In 1957, Taylor took part in Stan Freberg's Top 30 hit "Wun'erful, Wun'erful! (Sides uh-one and uh-two)," which parodied Lawrence Welk and his television program. On the record, she impersonated Welk's "Champagne Lady" at the time, Alice Lon. Likely on that basis, she became the resident singer on The Stan Freberg Show, where she performed cover versions of popular songs of the day. She occasionally tackled acting roles on the show, notably on the second edition, which aired on July 21, 1957. In a sketch called "Max's Delicatessen", Freberg and she played a perpetually harassed couple who receive constant telephone calls asking for Max's Delicatessen. The sketch is regarded today as a forerunner in its tone and writing to such modern-day sitcoms as Seinfeld. She also appeared as a spokesperson for DeSoto automobiles on the very first episode of You Bet Your Life with Groucho Marx.

In the 1960s, Taylor made occasional appearances on television. By the 1970s, she had moved on to announcing work, and in March 1973, she joined the West Coast announcing staff of NBC in Burbank, California, at a time when women were making inroads in the radio and television industries; in fact, she was the only full-time female staff announcer to be hired by the network on either coast. During her tenure at NBC, her announcer colleagues included Don Stanley, Donald Rickles, Victor Bozeman, and in her early years with the network, Frank Barton.

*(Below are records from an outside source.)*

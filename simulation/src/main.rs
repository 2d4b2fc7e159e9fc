//! Outbox simulation - binary entry point

use std::path::PathBuf;

use clap::{Parser, Subcommand};
use outbox_logging::{LogConfig, OutboxSubscriberBuilder};

use outbox_simulation::{SimulationConfig, Workload, scenarios};

#[derive(Parser)]
#[command(
    name = "outbox-sim",
    about = "Producer/flusher simulation for the outbox event buffer",
    version
)]
struct Cli {
    /// Enable verbose logging
    #[arg(short, long, global = true)]
    verbose: bool,

    /// Human-readable log output instead of JSONL
    #[arg(long, global = true)]
    pretty: bool,

    /// Write JSONL logs to daily files in this directory instead of the console
    #[arg(long, global = true)]
    log_dir: Option<PathBuf>,

    /// JSON file with `buffer` and `flush` settings
    ///
    /// Without it, settings come from OUTBOX_CAPACITY, OUTBOX_FLUSH_INTERVAL_MS
    /// and OUTBOX_PUBLISH_TIMEOUT_MS.
    #[arg(short, long, global = true)]
    config: Option<PathBuf>,

    #[command(subcommand)]
    command: Commands,
}

#[derive(Subcommand)]
enum Commands {
    /// Walk through one append, snapshot, publish, remove cycle
    Cycle,

    /// Run concurrent producers against a periodically flushing publisher
    Run {
        /// Number of producer tasks
        #[arg(short, long, default_value = "4")]
        producers: usize,

        /// Events appended by each producer
        #[arg(short, long, default_value = "250")]
        events: usize,

        /// Buffer capacity (overrides the config file)
        #[arg(long)]
        capacity: Option<usize>,

        /// Flush interval in milliseconds (overrides the config file)
        #[arg(long)]
        interval_ms: Option<u64>,

        /// Maximum random pause between appends, in milliseconds
        #[arg(long, default_value = "2")]
        max_pause_ms: u64,

        /// Fail every N-th publish attempt (0 = never)
        #[arg(long, default_value = "3")]
        fail_every: usize,
    },
}

#[tokio::main]
async fn main() -> anyhow::Result<()> {
    let cli = Cli::parse();

    let log_config = match (&cli.log_dir, cli.pretty) {
        (Some(dir), _) => LogConfig::production(dir.clone()),
        (None, true) => LogConfig::development(),
        (None, false) => LogConfig::default(),
    };
    let level = if cli.verbose { "debug" } else { "info" };
    let _guard = OutboxSubscriberBuilder::new()
        .with_config(log_config)
        .with_level(level)
        .init();

    let mut config = match &cli.config {
        Some(path) => SimulationConfig::load(path)?,
        None => SimulationConfig::from_env()?,
    };

    match cli.command {
        Commands::Cycle => {
            scenarios::run_cycle_scenario()?;
        }
        Commands::Run {
            producers,
            events,
            capacity,
            interval_ms,
            max_pause_ms,
            fail_every,
        } => {
            if let Some(capacity) = capacity {
                config.buffer.capacity = capacity;
            }
            if let Some(interval_ms) = interval_ms {
                config.flush.interval_ms = interval_ms;
            }

            let workload = Workload {
                producers,
                events_per_producer: events,
                max_pause_ms,
                fail_every,
            };

            let report = scenarios::run_producer_scenario(&config, &workload).await?;
            println!("\n{}", report);
        }
    }

    Ok(())
}
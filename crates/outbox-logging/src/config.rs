//! Configuration types for the logging system

use std::path::PathBuf;

use serde::{Deserialize, Serialize};

/// Crates whose events are governed by [`LogConfig::level`]
///
/// Everything else (tokio internals and other dependencies) is held at
/// [`LogConfig::other_level`].
pub const OUTBOX_TARGETS: &[&str] = &[
    "outbox_core",
    "outbox_flush",
    "outbox_simulation",
    "outbox_sim",
];

/// Main logging configuration
#[derive(Debug, Clone, PartialEq, Eq, Serialize, Deserialize)]
#[serde(default)]
pub struct LogConfig {
    /// Level for the outbox crates (can be overridden by RUST_LOG)
    pub level: String,

    /// Level for every other target
    pub other_level: String,

    /// Console output format, `None` disables console output
    pub console: Option<ConsoleFormat>,

    /// JSONL file output
    pub file: Option<FileConfig>,

    /// Include file/line information in JSONL records
    pub include_location: bool,
}

impl Default for LogConfig {
    fn default() -> Self {
        Self {
            level: "info".to_string(),
            other_level: "warn".to_string(),
            console: Some(ConsoleFormat::Json),
            file: None,
            include_location: true,
        }
    }
}

impl LogConfig {
    /// Pretty console output with colors, outbox crates at `debug`
    pub fn development() -> Self {
        Self {
            level: "debug".to_string(),
            console: Some(ConsoleFormat::Pretty { ansi: true }),
            ..Default::default()
        }
    }

    /// JSONL to a daily rotated file under `log_dir`, console off
    pub fn production(log_dir: PathBuf) -> Self {
        Self {
            console: None,
            file: Some(FileConfig {
                directory: log_dir,
                ..FileConfig::default()
            }),
            ..Default::default()
        }
    }

    /// `EnvFilter` directive used when RUST_LOG is not set
    ///
    /// ```
    /// use outbox_logging::LogConfig;
    ///
    /// let directive = LogConfig::default().filter_directive();
    /// assert!(directive.starts_with("warn,"));
    /// assert!(directive.contains("outbox_flush=info"));
    /// ```
    pub fn filter_directive(&self) -> String {
        let mut directive = self.other_level.clone();
        for target in OUTBOX_TARGETS {
            directive.push_str(&format!(",{target}={}", self.level));
        }
        directive
    }
}

/// Console output format
#[derive(Debug, Clone, Copy, PartialEq, Eq, Serialize, Deserialize)]
#[serde(rename_all = "snake_case")]
pub enum ConsoleFormat {
    /// One JSON object per line
    Json,
    /// Human-readable multi-field lines
    Pretty {
        /// Include ANSI colors
        ansi: bool,
    },
}

/// File output configuration
#[derive(Debug, Clone, PartialEq, Eq, Serialize, Deserialize)]
pub struct FileConfig {
    /// Directory for log files
    pub directory: PathBuf,
    /// File name prefix
    pub prefix: String,
    /// Rotation strategy
    pub rotation: RotationStrategy,
}

impl Default for FileConfig {
    fn default() -> Self {
        Self {
            directory: PathBuf::from("./logs"),
            prefix: "outbox".to_string(),
            rotation: RotationStrategy::Daily,
        }
    }
}

/// File rotation strategy
#[derive(Debug, Clone, Copy, PartialEq, Eq, Serialize, Deserialize, Default)]
pub enum RotationStrategy {
    /// New file per day, `<prefix>.YYYY-MM-DD`
    #[default]
    Daily,
    /// Single `<prefix>.log`, truncated on start
    Never,
}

Taylor's voice was frequently heard on such network shows as NBC Saturday Night at the Movies and NBC Monday/Tuesday Night at the Movies, as well as introducing the one-minute NBC News Updates, which aired in the Pacific time zone and occasional voice-over work on The Tonight Show Starring Johnny Carson . The bulk of her announcing duties consisted of local live booth-announcing for the network's Los Angeles owned-and-operated station, KNBC, where she handled program introductions and closes, station identifications, promotions, bumpers, teasers, public service announcements, and sign-offs. She was among the rotating announcers who were thanked on the air every night by anchor John Schubeck at the start of each edition of the station's NewsCenter 4, for which Taylor also anchored sign-on and sign-off editions off-camera. Her announcing career with NBC came to an end around 1992.

== Personal ==
On February 9, 2002, Peggy Taylor died of natural causes at her home in Cambria, California, at age 74.